PROBLEM DETAILS: Filter the records down to the lines that hold the word "BxgyTrigger", and copy each of those lines.

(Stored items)

▼

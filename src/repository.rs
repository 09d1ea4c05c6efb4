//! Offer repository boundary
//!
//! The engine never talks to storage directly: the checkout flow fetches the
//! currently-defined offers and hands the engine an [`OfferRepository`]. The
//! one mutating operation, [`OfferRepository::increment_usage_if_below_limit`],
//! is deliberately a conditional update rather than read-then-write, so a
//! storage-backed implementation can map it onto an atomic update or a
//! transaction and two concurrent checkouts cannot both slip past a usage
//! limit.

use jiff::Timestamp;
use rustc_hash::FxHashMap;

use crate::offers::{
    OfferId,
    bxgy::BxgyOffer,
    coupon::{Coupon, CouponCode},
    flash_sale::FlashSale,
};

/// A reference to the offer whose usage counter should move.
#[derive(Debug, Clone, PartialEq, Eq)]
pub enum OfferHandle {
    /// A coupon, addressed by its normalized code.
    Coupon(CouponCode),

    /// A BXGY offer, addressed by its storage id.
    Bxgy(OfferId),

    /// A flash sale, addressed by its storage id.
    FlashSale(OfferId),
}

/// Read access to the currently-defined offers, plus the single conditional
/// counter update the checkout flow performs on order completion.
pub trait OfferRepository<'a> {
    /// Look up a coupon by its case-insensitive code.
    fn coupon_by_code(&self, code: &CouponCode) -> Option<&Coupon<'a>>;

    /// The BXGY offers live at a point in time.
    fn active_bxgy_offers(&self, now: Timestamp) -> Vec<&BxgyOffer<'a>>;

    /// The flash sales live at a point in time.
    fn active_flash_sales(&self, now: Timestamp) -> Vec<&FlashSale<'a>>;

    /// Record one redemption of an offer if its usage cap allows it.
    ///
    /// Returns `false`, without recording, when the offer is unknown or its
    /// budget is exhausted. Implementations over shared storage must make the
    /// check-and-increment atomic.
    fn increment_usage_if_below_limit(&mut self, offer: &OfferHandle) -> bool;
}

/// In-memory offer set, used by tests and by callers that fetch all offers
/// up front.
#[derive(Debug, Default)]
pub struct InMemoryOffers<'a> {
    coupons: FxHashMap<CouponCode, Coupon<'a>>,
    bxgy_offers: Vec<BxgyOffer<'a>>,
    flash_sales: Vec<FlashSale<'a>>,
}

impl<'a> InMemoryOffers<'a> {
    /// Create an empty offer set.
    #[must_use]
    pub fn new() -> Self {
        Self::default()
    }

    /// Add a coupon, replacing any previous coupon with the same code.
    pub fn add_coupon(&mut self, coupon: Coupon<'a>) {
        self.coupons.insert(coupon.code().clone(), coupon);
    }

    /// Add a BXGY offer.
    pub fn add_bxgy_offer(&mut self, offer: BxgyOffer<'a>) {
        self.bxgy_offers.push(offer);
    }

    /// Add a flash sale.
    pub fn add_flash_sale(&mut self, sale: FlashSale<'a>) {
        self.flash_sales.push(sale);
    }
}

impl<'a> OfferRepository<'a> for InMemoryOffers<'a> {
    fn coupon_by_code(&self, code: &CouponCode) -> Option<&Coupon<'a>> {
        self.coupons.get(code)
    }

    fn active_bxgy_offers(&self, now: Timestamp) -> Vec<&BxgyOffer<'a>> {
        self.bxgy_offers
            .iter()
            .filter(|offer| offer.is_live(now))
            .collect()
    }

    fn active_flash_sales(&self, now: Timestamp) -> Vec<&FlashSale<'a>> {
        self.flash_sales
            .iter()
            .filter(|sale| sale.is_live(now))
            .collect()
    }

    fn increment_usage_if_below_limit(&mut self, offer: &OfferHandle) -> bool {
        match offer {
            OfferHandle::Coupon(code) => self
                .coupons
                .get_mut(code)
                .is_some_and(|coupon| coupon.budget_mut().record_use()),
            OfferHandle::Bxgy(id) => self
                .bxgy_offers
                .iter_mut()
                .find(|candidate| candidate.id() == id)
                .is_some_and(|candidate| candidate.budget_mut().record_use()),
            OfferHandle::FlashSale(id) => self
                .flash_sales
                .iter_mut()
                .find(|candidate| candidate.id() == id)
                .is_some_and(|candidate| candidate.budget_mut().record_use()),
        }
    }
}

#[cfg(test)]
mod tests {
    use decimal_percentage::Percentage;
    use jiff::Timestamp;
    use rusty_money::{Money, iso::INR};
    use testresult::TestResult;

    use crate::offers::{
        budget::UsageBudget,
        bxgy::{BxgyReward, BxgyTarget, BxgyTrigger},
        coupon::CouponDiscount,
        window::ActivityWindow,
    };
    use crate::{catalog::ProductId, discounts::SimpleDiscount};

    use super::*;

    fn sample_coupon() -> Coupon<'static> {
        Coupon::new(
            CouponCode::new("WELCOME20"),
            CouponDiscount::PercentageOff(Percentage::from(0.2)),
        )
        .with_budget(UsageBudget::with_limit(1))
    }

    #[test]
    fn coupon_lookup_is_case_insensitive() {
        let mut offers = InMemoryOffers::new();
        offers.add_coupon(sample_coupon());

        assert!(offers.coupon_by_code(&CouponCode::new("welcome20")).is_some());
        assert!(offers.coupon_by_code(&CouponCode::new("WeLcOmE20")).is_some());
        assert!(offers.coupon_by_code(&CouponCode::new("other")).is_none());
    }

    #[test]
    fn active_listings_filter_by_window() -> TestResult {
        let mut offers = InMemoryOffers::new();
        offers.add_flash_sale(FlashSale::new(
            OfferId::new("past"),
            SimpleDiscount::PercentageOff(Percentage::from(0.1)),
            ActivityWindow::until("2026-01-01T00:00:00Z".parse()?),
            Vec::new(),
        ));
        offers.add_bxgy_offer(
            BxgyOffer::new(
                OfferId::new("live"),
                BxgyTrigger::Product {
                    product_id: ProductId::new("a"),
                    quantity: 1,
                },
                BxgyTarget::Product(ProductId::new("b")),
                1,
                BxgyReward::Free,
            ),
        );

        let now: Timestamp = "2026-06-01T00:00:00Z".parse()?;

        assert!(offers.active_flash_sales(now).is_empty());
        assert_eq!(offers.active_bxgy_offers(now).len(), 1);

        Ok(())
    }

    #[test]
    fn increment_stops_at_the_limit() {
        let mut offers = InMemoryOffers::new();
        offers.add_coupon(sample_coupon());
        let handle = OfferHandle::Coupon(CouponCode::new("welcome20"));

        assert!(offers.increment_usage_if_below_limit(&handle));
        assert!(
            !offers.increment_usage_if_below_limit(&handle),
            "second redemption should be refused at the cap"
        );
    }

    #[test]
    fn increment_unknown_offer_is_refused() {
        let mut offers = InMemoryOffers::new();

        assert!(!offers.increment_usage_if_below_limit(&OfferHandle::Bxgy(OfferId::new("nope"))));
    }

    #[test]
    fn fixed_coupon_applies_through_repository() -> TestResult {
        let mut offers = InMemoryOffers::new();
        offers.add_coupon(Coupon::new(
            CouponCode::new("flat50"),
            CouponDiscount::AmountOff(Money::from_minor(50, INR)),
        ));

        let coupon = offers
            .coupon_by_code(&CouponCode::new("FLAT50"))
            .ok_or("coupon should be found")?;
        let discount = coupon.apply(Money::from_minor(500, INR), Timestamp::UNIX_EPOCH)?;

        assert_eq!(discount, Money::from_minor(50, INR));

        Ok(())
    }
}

▲

REPLY:
        bxgy::{BxgyReward, BxgyTarget, BxgyTrigger},
                BxgyTrigger::Product {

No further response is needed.